Galien est un dessinateur et illustrateur basé à Caen. Pour lui le dessin de presse, c’est avant tout « gueuler ». « Je le fais pour évacuer un peu de colère », précise-t-il. Galien collabore régulièrement avec le trimestriel Fakir, ce journal « fâché avec tout le monde » qui a fait de l’enquête sociale sa ligne directrice.

État des lieux en France – Chiffres de septembre 2022 (Ministère de la Justice).

• 187 établissements pénitentiaires, dont 47 ont une densité carcérale supérieure à 100 %.

• Un peu plus de 60 000 places opérationnelles.

• Plus de 71 000 écroués détenus (19 000 prévenus et 52 000 condamnés).

• 1 830 matelas au sol.

• 647 mineurs détenus. Chiffres de septembre 2022 (Ministère de la Justice).

• Taux d’incarcération en France en 2020 : 105,3 personnes détenues pour 100 000 habitants.

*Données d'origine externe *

//! Leaderboard ranking.
//!
//! # Responsibility
//! - Turn per-member score totals into a ranked, totally ordered list.
//!
//! # Invariants
//! - Order is `total_score DESC`, then members with score entries before
//!   members without any, then `created_seq ASC`; the input order never
//!   matters, so repeated calls on unchanged data rank identically.
//! - Ranks start at 1.
//! - Sum of `total_score` over the output equals the sum over the input.

use crate::model::member::{GroupId, MemberId};
use serde::{Deserialize, Serialize};

/// How equal totals are ranked.
#[derive(Debug, Clone, Copy, Default, PartialEq, Eq, Serialize, Deserialize)]
#[serde(rename_all = "snake_case")]
pub enum RankingMode {
    /// Ranks are 1..=n in sort order; ties are broken by creation order.
    #[default]
    Sequential,
    /// Equal totals share a rank; the next distinct total takes the next rank.
    Dense,
}

/// Aggregated score total of one member, before ranking.
#[derive(Debug, Clone, PartialEq, Eq)]
pub struct MemberTally {
    pub member_id: MemberId,
    pub handle: String,
    pub display_name: String,
    pub group_id: Option<GroupId>,
    pub group_name: Option<String>,
    pub created_seq: i64,
    pub total_score: i64,
    /// Number of ledger entries summed into `total_score`.
    pub score_count: i64,
}

impl MemberTally {
    fn has_scores(&self) -> bool {
        self.score_count > 0
    }
}

/// Ranked leaderboard row. Computed on read, never persisted.
#[derive(Debug, Clone, PartialEq, Eq, Serialize, Deserialize)]
pub struct LeaderboardEntry {
    pub member_id: MemberId,
    pub handle: String,
    pub display_name: String,
    pub group_id: Option<GroupId>,
    pub group_name: Option<String>,
    pub total_score: i64,
    pub rank: u32,
}

/// Sorts tallies and assigns ranks.
pub fn rank_tallies(mut tallies: Vec<MemberTally>, mode: RankingMode) -> Vec<LeaderboardEntry> {
    tallies.sort_by(|left, right| {
        right
            .total_score
            .cmp(&left.total_score)
            .then_with(|| right.has_scores().cmp(&left.has_scores()))
            .then_with(|| left.created_seq.cmp(&right.created_seq))
    });

    let mut ranked = Vec::with_capacity(tallies.len());
    let mut previous_total = None;
    let mut rank = 0u32;
    for (index, tally) in tallies.into_iter().enumerate() {
        rank = match mode {
            RankingMode::Sequential => index as u32 + 1,
            RankingMode::Dense if previous_total == Some(tally.total_score) => rank,
            RankingMode::Dense => rank + 1,
        };
        previous_total = Some(tally.total_score);
        ranked.push(LeaderboardEntry {
            member_id: tally.member_id,
            handle: tally.handle,
            display_name: tally.display_name,
            group_id: tally.group_id,
            group_name: tally.group_name,
            total_score: tally.total_score,
            rank,
        });
    }
    ranked
}

#[cfg(test)]
mod tests {
    use super::{rank_tallies, MemberTally, RankingMode};
    use uuid::Uuid;

    fn tally(handle: &str, created_seq: i64, total_score: i64) -> MemberTally {
        scored(handle, created_seq, total_score, i64::from(total_score != 0))
    }

    fn scored(handle: &str, created_seq: i64, total_score: i64, score_count: i64) -> MemberTally {
        MemberTally {
            member_id: Uuid::new_v4(),
            handle: handle.to_string(),
            display_name: handle.to_uppercase(),
            group_id: None,
            group_name: None,
            created_seq,
            total_score,
            score_count,
        }
    }

    fn handles_and_ranks(tallies: Vec<MemberTally>, mode: RankingMode) -> Vec<(String, u32)> {
        rank_tallies(tallies, mode)
            .into_iter()
            .map(|entry| (entry.handle, entry.rank))
            .collect()
    }

    #[test]
    fn sequential_breaks_ties_by_creation_order() {
        let ranked = handles_and_ranks(
            vec![
                tally("late", 3, 10),
                tally("top", 4, 25),
                tally("early", 1, 10),
                tally("zero", 2, 0),
            ],
            RankingMode::Sequential,
        );
        assert_eq!(
            ranked,
            vec![
                ("top".to_string(), 1),
                ("early".to_string(), 2),
                ("late".to_string(), 3),
                ("zero".to_string(), 4),
            ]
        );
    }

    #[test]
    fn dense_shares_rank_for_equal_totals() {
        let ranked = handles_and_ranks(
            vec![
                tally("a", 1, 10),
                tally("b", 2, 10),
                tally("c", 3, -5),
                tally("d", 4, 30),
            ],
            RankingMode::Dense,
        );
        assert_eq!(
            ranked,
            vec![
                ("d".to_string(), 1),
                ("a".to_string(), 2),
                ("b".to_string(), 2),
                ("c".to_string(), 3),
            ]
        );
    }

    #[test]
    fn unscored_members_follow_net_zero_members() {
        let tallies = vec![
            scored("unscored", 1, 0, 0),
            scored("net_zero", 2, 0, 2),
            scored("negative", 3, -1, 1),
        ];
        let expected = vec![
            ("net_zero".to_string(), 1),
            ("unscored".to_string(), 2),
            ("negative".to_string(), 3),
        ];
        assert_eq!(
            handles_and_ranks(tallies.clone(), RankingMode::Sequential),
            expected
        );
        assert_eq!(
            handles_and_ranks(tallies, RankingMode::Dense),
            vec![
                ("net_zero".to_string(), 1),
                ("unscored".to_string(), 1),
                ("negative".to_string(), 2),
            ]
        );
    }

    #[test]
    fn input_order_does_not_change_result() {
        let forward = vec![tally("a", 1, 5), tally("b", 2, 5), tally("c", 3, 7)];
        let mut backward = forward.clone();
        backward.reverse();
        assert_eq!(
            rank_tallies(forward, RankingMode::Sequential),
            rank_tallies(backward, RankingMode::Sequential)
        );
    }

    #[test]
    fn empty_input_yields_empty_board() {
        assert!(rank_tallies(Vec::new(), RankingMode::Dense).is_empty());
    }
}
//! Group assignment guard.
//!
//! # Responsibility
//! - Enforce the single self-service group change per member.
//! - Provide the separately authorized administrative reassignment.
//!
//! # Invariants
//! - `set_group` never raises `group_change_count` above `GROUP_CHANGE_LIMIT`.
//! - Choosing the current group again succeeds and is not counted.

use crate::error::CoreResult;
use crate::model::member::{GroupId, MemberId};
use crate::model::validation::ensure_id;
use crate::repo::group_repo::{GroupAssignmentRepository, GroupChangeOutcome};
use crate::service::log_outcome;
use std::time::Instant;

/// Group assignment facade.
pub struct GroupService<R: GroupAssignmentRepository> {
    repo: R,
}

impl<R: GroupAssignmentRepository> GroupService<R> {
    pub fn new(repo: R) -> Self {
        Self { repo }
    }

    /// Member self-service group selection.
    ///
    /// # Errors
    /// - `GroupChangeLimitExceeded` when the one allowed change is used up.
    /// - `NotFound` for an unknown member or group.
    /// - `InvariantViolation(GroupLeaderConflict)` when a group leader would
    ///   join a group that already has a leader.
    pub fn set_group(
        &self,
        subject_id: MemberId,
        group_id: GroupId,
    ) -> CoreResult<GroupChangeOutcome> {
        let started_at = Instant::now();
        let result = self.move_member(subject_id, group_id, None);
        log_outcome(
            "group_set",
            "group",
            &format!(
                "subject_id={subject_id} group_id={group_id} changed={}",
                is_changed(&result)
            ),
            started_at,
            &result,
        );
        result
    }

    /// Administrative reassignment that bypasses the self-service limit.
    ///
    /// The caller is responsible for having authorized `actor_id` for this.
    pub fn override_group(
        &self,
        subject_id: MemberId,
        group_id: GroupId,
        actor_id: MemberId,
    ) -> CoreResult<GroupChangeOutcome> {
        let started_at = Instant::now();
        let result = self.move_member(subject_id, group_id, Some(actor_id));
        log_outcome(
            "group_override",
            "group",
            &format!(
                "subject_id={subject_id} group_id={group_id} actor_id={actor_id} changed={}",
                is_changed(&result)
            ),
            started_at,
            &result,
        );
        result
    }

    fn move_member(
        &self,
        subject_id: MemberId,
        group_id: GroupId,
        override_actor: Option<MemberId>,
    ) -> CoreResult<GroupChangeOutcome> {
        let subject_id = ensure_id(subject_id, "subject_id")?;
        let group_id = ensure_id(group_id, "group_id")?;
        match override_actor {
            Some(actor_id) => {
                ensure_id(actor_id, "actor_id")?;
                Ok(self.repo.override_group(subject_id, group_id)?)
            }
            None => Ok(self.repo.set_group(subject_id, group_id)?),
        }
    }
}

fn is_changed(result: &CoreResult<GroupChangeOutcome>) -> bool {
    matches!(result, Ok(GroupChangeOutcome::Changed(_)))
}
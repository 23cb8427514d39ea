//! Role change audit entries.
//!
//! # Invariants
//! - Entries are append-only: never updated, never deleted.
//! - `old_role` is `None` only for the bootstrap entry of the president.

use crate::model::member::{DepartmentId, MemberId, Role};
use serde::{Deserialize, Serialize};
use uuid::Uuid;

/// Stable audit entry identifier.
pub type RoleChangeLogId = Uuid;

/// One recorded role transition.
#[derive(Debug, Clone, PartialEq, Eq, Serialize, Deserialize)]
pub struct RoleChangeLogEntry {
    pub id: RoleChangeLogId,
    pub member_id: MemberId,
    pub old_role: Option<Role>,
    pub new_role: Role,
    pub old_department_id: Option<DepartmentId>,
    pub new_department_id: Option<DepartmentId>,
    /// Actor as supplied by the caller's authorization context.
    pub actor_id: MemberId,
    pub reason: Option<String>,
    /// Epoch ms.
    pub created_at: i64,
}

/// Filter for role history reads.
#[derive(Debug, Clone, Default)]
pub struct RoleHistoryQuery {
    pub member_id: Option<MemberId>,
    pub limit: Option<u32>,
}
mod common;

use common::{department_id, leaderboard, president, register, scores};
use council_core::db::open_db_in_memory;
use council_core::{
    CoreError, EntityRef, LeaderboardQuery, NewScore, ScorePatch, ValidationError, SCORE_ABS_MAX,
};
use uuid::Uuid;

#[test]
fn create_records_negative_values_and_trims_reason() {
    let conn = open_db_in_memory().unwrap();
    let actor = president(&conn);
    let a = register(&conn, "alice", None);
    let dept = department_id(&conn, "sports_department");

    let entry = scores(&conn)
        .create_score(&NewScore {
            member_id: a.id,
            department_id: dept,
            value: -3,
            actor_id: actor.id,
            reason: Some("  late  ".to_string()),
        })
        .unwrap();

    assert_eq!(entry.member_id, a.id);
    assert_eq!(entry.department_id, dept);
    assert_eq!(entry.value, -3);
    assert_eq!(entry.reason.as_deref(), Some("late"));
    assert_eq!(entry.actor_id, actor.id);
    assert_eq!(entry.created_at, entry.updated_at);
}

#[test]
fn create_requires_existing_member_and_department() {
    let conn = open_db_in_memory().unwrap();
    let actor = president(&conn);
    let a = register(&conn, "alice", None);
    let dept = department_id(&conn, "hr_management");
    let service = scores(&conn);
    let missing_member = Uuid::new_v4();
    let missing_department = Uuid::new_v4();

    let err = service
        .create_score(&NewScore {
            member_id: missing_member,
            department_id: dept,
            value: 1,
            actor_id: actor.id,
            reason: None,
        })
        .unwrap_err();
    assert!(matches!(err, CoreError::NotFound(EntityRef::Member(id)) if id == missing_member));

    let err = service
        .create_score(&NewScore {
            member_id: a.id,
            department_id: missing_department,
            value: 1,
            actor_id: actor.id,
            reason: None,
        })
        .unwrap_err();
    assert!(matches!(
        err,
        CoreError::NotFound(EntityRef::Department(id)) if id == missing_department
    ));
    assert!(service.list_member_scores(a.id, None).unwrap().is_empty());
}

#[test]
fn update_changes_only_given_fields() {
    let conn = open_db_in_memory().unwrap();
    let actor = president(&conn);
    let a = register(&conn, "alice", None);
    let service = scores(&conn);
    let created = service
        .create_score(&NewScore {
            member_id: a.id,
            department_id: department_id(&conn, "activity_department"),
            value: 10,
            actor_id: actor.id,
            reason: Some("event".to_string()),
        })
        .unwrap();

    let value_only = service
        .update_score(
            created.id,
            &ScorePatch {
                value: Some(12),
                reason: None,
            },
        )
        .unwrap();
    assert_eq!(value_only.value, 12);
    assert_eq!(value_only.reason.as_deref(), Some("event"));

    let reason_only = service
        .update_score(
            created.id,
            &ScorePatch {
                value: None,
                reason: Some("event, corrected".to_string()),
            },
        )
        .unwrap();
    assert_eq!(reason_only.value, 12);
    assert_eq!(reason_only.reason.as_deref(), Some("event, corrected"));
}

#[test]
fn empty_patch_is_a_validation_error() {
    let conn = open_db_in_memory().unwrap();
    let service = scores(&conn);

    let err = service
        .update_score(
            Uuid::new_v4(),
            &ScorePatch {
                value: None,
                reason: Some("   ".to_string()),
            },
        )
        .unwrap_err();

    assert!(matches!(
        err,
        CoreError::Validation(ValidationError::EmptyScoreUpdate)
    ));
}

#[test]
fn update_and_delete_of_missing_score_are_not_found() {
    let conn = open_db_in_memory().unwrap();
    let service = scores(&conn);
    let id = Uuid::new_v4();

    let update = service
        .update_score(
            id,
            &ScorePatch {
                value: Some(1),
                reason: None,
            },
        )
        .unwrap_err();
    assert!(matches!(update, CoreError::NotFound(EntityRef::Score(found)) if found == id));

    let delete = service.delete_score(id).unwrap_err();
    assert!(matches!(delete, CoreError::NotFound(EntityRef::Score(found)) if found == id));
}

#[test]
fn delete_removes_entry() {
    let conn = open_db_in_memory().unwrap();
    let actor = president(&conn);
    let a = register(&conn, "alice", None);
    let service = scores(&conn);
    let created = service
        .create_score(&NewScore {
            member_id: a.id,
            department_id: department_id(&conn, "sports_department"),
            value: 4,
            actor_id: actor.id,
            reason: None,
        })
        .unwrap();

    service.delete_score(created.id).unwrap();

    assert_eq!(service.get_score(created.id).unwrap(), None);
    assert!(matches!(
        service.delete_score(created.id),
        Err(CoreError::NotFound(_))
    ));
}

#[test]
fn listings_are_newest_first_and_scoped() {
    let conn = open_db_in_memory().unwrap();
    let actor = president(&conn);
    let a = register(&conn, "alice", None);
    let b = register(&conn, "bob", None);
    let sports = department_id(&conn, "sports_department");
    let hr = department_id(&conn, "hr_management");
    let service = scores(&conn);

    let mut ids = Vec::new();
    for (member_id, department_id, value) in [
        (a.id, sports, 1),
        (b.id, sports, 2),
        (a.id, hr, 3),
        (a.id, sports, 4),
    ] {
        let entry = service
            .create_score(&NewScore {
                member_id,
                department_id,
                value,
                actor_id: actor.id,
                reason: None,
            })
            .unwrap();
        ids.push(entry.id);
    }

    let alice: Vec<i64> = service
        .list_member_scores(a.id, None)
        .unwrap()
        .iter()
        .map(|entry| entry.value)
        .collect();
    assert_eq!(alice, vec![4, 3, 1]);

    let sports_scores: Vec<i64> = service
        .list_department_scores(sports, None)
        .unwrap()
        .iter()
        .map(|entry| entry.value)
        .collect();
    assert_eq!(sports_scores, vec![4, 2, 1]);

    let latest = service.list_member_scores(a.id, Some(1)).unwrap();
    assert_eq!(latest.len(), 1);
    assert_eq!(latest[0].id, ids[3]);
}

#[test]
fn values_beyond_bound_are_rejected_and_totals_stay_readable() {
    let conn = open_db_in_memory().unwrap();
    let actor = president(&conn);
    let a = register(&conn, "alice", None);
    let dept = department_id(&conn, "sports_department");
    let service = scores(&conn);
    let new_score = |value: i64| NewScore {
        member_id: a.id,
        department_id: dept,
        value,
        actor_id: actor.id,
        reason: None,
    };

    for value in [i64::MAX, SCORE_ABS_MAX + 1, -SCORE_ABS_MAX - 1, i64::MIN] {
        assert!(matches!(
            service.create_score(&new_score(value)),
            Err(CoreError::Validation(ValidationError::ScoreOutOfRange(found))) if found == value
        ));
    }
    assert!(service.list_member_scores(a.id, None).unwrap().is_empty());

    let top = service.create_score(&new_score(SCORE_ABS_MAX)).unwrap();
    service.create_score(&new_score(SCORE_ABS_MAX)).unwrap();
    assert!(matches!(
        service.update_score(
            top.id,
            &ScorePatch {
                value: Some(i64::MAX),
                reason: None,
            },
        ),
        Err(CoreError::Validation(ValidationError::ScoreOutOfRange(_)))
    ));
    assert_eq!(service.get_score(top.id).unwrap().unwrap().value, SCORE_ABS_MAX);

    let board = leaderboard(&conn)
        .compute_leaderboard(&LeaderboardQuery::default())
        .unwrap();
    assert_eq!(board[0].member_id, a.id);
    assert_eq!(board[0].total_score, 2 * SCORE_ABS_MAX);
}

Notons que le plan de construction de places de prison ne devrait pas changer la donne. Plus de 7 000 places nouvelles annoncées pour 2022 (finalement livrées en 2023, voire 2024), plus de la moitié compensera la fermeture programmée d’établissements vétustes. Les trente dernières années ont confirmé l’adage selon lequel plus on construit, plus on remplit

(source : Le Monde)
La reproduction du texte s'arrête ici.